What is needed
Go through the following data and transcribe exactly the stretch of lines from the one holding "let image = std::fs::read(&staged.detection_path)" to the one holding "never block messaging.", both included.

┄┄┄┄┄┄

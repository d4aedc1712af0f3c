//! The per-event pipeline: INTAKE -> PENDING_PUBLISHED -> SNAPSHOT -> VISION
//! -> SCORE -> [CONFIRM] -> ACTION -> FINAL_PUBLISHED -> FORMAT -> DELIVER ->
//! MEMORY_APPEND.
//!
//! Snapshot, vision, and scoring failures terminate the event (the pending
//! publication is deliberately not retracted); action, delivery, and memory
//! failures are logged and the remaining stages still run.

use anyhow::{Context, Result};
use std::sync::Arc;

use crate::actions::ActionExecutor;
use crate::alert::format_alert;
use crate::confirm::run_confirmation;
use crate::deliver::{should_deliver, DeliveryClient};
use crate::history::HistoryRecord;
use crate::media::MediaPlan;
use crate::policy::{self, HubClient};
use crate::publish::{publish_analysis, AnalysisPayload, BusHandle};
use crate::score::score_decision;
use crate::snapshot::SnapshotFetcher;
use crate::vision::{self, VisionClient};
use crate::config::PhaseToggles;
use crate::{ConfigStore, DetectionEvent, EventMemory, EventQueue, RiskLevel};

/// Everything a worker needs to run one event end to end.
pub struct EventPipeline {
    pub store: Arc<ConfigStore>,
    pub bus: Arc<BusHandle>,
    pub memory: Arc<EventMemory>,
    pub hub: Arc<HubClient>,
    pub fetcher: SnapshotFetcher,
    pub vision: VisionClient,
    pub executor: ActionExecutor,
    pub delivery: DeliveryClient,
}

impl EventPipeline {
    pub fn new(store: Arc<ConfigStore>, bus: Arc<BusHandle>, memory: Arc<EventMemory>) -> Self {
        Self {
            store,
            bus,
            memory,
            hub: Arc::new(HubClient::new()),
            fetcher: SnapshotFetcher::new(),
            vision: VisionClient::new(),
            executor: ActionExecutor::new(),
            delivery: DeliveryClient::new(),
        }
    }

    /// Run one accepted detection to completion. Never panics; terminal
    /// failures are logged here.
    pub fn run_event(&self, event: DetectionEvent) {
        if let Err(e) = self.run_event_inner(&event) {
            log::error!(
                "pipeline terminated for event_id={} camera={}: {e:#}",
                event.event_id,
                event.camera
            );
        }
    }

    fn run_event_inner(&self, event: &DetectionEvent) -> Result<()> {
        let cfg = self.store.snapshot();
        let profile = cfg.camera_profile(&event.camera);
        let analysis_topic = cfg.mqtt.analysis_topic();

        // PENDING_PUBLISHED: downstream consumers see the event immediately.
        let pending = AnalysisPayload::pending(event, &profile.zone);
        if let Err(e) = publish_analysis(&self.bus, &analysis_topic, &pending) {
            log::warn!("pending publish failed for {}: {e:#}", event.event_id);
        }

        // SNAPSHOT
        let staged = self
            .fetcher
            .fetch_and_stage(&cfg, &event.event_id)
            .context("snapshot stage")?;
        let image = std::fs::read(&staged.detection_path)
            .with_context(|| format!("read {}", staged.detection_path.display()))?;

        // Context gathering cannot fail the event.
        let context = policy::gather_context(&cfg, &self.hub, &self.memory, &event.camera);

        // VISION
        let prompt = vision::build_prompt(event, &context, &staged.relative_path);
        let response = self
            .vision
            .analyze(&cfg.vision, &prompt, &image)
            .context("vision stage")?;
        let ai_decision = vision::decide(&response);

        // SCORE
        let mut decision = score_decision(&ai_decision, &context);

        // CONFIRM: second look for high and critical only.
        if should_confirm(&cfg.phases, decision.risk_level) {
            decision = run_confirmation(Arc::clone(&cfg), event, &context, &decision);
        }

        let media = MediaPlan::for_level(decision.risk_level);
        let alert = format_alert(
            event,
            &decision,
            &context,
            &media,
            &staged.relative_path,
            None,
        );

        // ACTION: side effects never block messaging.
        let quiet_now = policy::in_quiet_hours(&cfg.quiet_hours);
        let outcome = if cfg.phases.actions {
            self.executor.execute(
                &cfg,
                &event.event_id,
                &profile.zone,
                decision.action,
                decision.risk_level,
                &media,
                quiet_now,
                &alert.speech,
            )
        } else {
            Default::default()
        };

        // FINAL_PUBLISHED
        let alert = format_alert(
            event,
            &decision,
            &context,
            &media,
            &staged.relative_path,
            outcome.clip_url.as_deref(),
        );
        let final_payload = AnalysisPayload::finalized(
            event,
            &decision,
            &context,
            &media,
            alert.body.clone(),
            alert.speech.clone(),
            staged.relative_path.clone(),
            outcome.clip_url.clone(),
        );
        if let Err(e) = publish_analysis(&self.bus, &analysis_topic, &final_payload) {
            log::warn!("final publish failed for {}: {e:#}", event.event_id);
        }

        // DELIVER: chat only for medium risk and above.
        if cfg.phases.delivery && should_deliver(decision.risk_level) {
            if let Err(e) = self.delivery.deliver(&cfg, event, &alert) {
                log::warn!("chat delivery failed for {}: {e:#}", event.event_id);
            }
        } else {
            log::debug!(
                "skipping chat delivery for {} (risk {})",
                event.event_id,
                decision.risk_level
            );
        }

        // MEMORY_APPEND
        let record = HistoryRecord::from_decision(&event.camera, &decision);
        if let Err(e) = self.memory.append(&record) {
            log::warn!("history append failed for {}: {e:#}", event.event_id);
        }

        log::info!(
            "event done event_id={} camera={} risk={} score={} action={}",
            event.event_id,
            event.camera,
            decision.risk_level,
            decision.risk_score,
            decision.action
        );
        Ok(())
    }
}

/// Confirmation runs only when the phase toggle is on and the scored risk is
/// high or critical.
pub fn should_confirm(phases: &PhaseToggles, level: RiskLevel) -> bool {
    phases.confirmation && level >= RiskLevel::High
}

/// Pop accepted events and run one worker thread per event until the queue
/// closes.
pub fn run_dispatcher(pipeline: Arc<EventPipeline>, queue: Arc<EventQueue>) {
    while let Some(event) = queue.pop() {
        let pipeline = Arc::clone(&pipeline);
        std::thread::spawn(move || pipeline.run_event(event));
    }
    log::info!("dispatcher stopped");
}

┄┄┄┄┄┄

Exercise solution
        let image = std::fs::read(&staged.detection_path)
            .with_context(|| format!("read {}", staged.detection_path.display()))?;

        // Context gathering cannot fail the event.
        let context = policy::gather_context(&cfg, &self.hub, &self.memory, &event.camera);

        // VISION
        let prompt = vision::build_prompt(event, &context, &staged.relative_path);
        let response = self
            .vision
            .analyze(&cfg.vision, &prompt, &image)
            .context("vision stage")?;
        let ai_decision = vision::decide(&response);

        // SCORE
        let mut decision = score_decision(&ai_decision, &context);

        // CONFIRM: second look for high and critical only.
        if should_confirm(&cfg.phases, decision.risk_level) {
            decision = run_confirmation(Arc::clone(&cfg), event, &context, &decision);
        }

        let media = MediaPlan::for_level(decision.risk_level);
        let alert = format_alert(
            event,
            &decision,
            &context,
            &media,
            &staged.relative_path,
            None,
        );

        // ACTION: side effects never block messaging.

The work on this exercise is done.